Provided data:
-*-*-

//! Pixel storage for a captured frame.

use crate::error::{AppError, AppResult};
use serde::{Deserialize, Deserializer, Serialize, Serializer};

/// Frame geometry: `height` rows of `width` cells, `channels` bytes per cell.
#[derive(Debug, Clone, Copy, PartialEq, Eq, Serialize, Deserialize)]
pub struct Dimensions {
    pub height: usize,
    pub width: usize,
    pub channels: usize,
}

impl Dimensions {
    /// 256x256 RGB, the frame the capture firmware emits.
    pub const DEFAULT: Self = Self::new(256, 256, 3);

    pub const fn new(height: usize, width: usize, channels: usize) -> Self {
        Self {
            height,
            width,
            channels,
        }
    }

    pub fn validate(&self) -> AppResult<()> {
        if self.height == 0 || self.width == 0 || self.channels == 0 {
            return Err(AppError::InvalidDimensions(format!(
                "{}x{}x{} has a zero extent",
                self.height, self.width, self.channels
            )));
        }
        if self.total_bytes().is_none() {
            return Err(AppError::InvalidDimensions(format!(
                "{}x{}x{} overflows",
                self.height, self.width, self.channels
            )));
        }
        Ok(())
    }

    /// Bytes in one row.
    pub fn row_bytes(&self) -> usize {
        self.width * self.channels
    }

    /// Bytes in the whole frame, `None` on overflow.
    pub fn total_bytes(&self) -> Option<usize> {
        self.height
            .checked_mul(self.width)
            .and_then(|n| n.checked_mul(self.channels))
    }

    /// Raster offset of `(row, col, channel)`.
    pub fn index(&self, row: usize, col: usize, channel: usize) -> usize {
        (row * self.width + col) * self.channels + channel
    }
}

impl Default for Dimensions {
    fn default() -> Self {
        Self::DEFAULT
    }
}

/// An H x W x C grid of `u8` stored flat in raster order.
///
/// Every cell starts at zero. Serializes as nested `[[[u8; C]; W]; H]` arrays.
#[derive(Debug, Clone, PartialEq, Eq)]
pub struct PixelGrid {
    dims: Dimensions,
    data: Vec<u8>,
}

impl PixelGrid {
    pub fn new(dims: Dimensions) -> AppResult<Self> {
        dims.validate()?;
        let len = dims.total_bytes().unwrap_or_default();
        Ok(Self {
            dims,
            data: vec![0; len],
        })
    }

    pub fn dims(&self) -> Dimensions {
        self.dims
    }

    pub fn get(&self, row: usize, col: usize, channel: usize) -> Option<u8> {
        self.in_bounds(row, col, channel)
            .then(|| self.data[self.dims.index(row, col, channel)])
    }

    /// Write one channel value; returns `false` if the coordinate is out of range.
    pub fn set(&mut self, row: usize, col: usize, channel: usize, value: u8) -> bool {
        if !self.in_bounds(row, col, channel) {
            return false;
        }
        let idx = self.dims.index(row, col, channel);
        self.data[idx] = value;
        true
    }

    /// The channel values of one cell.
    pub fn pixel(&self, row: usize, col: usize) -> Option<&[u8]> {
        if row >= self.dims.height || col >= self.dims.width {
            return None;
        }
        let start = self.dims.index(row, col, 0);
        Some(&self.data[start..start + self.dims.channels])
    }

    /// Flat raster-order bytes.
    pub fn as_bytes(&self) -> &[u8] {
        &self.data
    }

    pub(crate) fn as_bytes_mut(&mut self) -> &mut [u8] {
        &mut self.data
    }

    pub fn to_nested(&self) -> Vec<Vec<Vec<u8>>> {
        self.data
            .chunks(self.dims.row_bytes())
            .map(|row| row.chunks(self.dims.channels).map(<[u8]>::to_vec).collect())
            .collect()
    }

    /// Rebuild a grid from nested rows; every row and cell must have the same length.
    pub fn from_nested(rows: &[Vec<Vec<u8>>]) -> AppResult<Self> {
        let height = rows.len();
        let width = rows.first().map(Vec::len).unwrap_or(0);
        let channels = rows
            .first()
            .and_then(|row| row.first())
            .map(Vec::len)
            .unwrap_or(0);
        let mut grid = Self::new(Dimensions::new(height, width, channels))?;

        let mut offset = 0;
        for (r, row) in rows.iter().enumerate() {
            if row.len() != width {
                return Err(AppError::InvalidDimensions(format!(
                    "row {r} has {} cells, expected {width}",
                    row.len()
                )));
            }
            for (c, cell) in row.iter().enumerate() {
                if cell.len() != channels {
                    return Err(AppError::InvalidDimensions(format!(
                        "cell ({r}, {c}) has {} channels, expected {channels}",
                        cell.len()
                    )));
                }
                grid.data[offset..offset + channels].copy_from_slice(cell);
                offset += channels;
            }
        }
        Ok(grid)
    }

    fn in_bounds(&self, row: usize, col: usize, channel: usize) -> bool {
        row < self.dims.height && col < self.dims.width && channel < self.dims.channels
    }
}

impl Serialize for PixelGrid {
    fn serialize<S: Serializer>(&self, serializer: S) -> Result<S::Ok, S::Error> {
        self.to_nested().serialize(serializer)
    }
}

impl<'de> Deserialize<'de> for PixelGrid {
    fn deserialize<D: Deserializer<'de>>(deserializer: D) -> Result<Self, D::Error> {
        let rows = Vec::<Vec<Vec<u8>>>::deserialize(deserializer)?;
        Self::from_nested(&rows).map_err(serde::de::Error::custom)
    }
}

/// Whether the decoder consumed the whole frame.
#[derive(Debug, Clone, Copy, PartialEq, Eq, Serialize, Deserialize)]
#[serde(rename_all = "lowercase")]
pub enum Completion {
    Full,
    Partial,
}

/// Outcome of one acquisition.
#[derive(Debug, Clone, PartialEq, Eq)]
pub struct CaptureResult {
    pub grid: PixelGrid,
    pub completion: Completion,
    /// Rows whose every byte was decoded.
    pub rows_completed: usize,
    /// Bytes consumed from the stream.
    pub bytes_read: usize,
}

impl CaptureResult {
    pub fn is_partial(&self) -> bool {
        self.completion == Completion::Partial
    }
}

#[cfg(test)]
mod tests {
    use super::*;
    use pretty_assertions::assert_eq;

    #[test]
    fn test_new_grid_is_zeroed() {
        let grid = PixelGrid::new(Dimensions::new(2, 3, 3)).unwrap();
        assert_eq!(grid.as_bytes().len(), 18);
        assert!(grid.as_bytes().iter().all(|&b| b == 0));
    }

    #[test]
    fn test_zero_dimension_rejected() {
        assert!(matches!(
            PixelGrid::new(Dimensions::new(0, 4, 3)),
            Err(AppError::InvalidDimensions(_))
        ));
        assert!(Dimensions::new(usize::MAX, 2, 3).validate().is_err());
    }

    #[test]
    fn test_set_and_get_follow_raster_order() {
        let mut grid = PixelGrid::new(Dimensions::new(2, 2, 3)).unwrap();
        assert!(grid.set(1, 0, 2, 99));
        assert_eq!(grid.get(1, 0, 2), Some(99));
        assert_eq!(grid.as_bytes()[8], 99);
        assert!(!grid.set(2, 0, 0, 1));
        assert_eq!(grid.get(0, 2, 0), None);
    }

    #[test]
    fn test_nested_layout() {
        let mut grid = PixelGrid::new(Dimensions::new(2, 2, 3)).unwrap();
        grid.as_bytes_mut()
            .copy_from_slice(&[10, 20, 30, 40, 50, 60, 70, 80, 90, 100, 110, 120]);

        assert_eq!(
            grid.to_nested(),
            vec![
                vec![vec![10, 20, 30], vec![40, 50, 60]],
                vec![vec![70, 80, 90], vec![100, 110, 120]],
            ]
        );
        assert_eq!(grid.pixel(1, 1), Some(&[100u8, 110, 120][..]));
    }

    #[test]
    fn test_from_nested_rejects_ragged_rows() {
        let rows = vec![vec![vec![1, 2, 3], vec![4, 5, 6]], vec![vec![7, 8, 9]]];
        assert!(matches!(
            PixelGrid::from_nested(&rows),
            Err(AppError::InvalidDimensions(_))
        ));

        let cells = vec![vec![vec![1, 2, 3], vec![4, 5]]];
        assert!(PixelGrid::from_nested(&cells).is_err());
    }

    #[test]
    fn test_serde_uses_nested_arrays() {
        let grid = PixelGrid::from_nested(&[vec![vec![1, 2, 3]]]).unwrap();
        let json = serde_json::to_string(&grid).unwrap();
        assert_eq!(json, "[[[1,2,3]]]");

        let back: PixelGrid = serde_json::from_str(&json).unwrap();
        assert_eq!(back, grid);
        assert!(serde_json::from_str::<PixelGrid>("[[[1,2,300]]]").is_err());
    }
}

-*-*-

Exercise requirements:
A single number is expected: the count of lines in the preceding entries that contain "Some".

Output:
3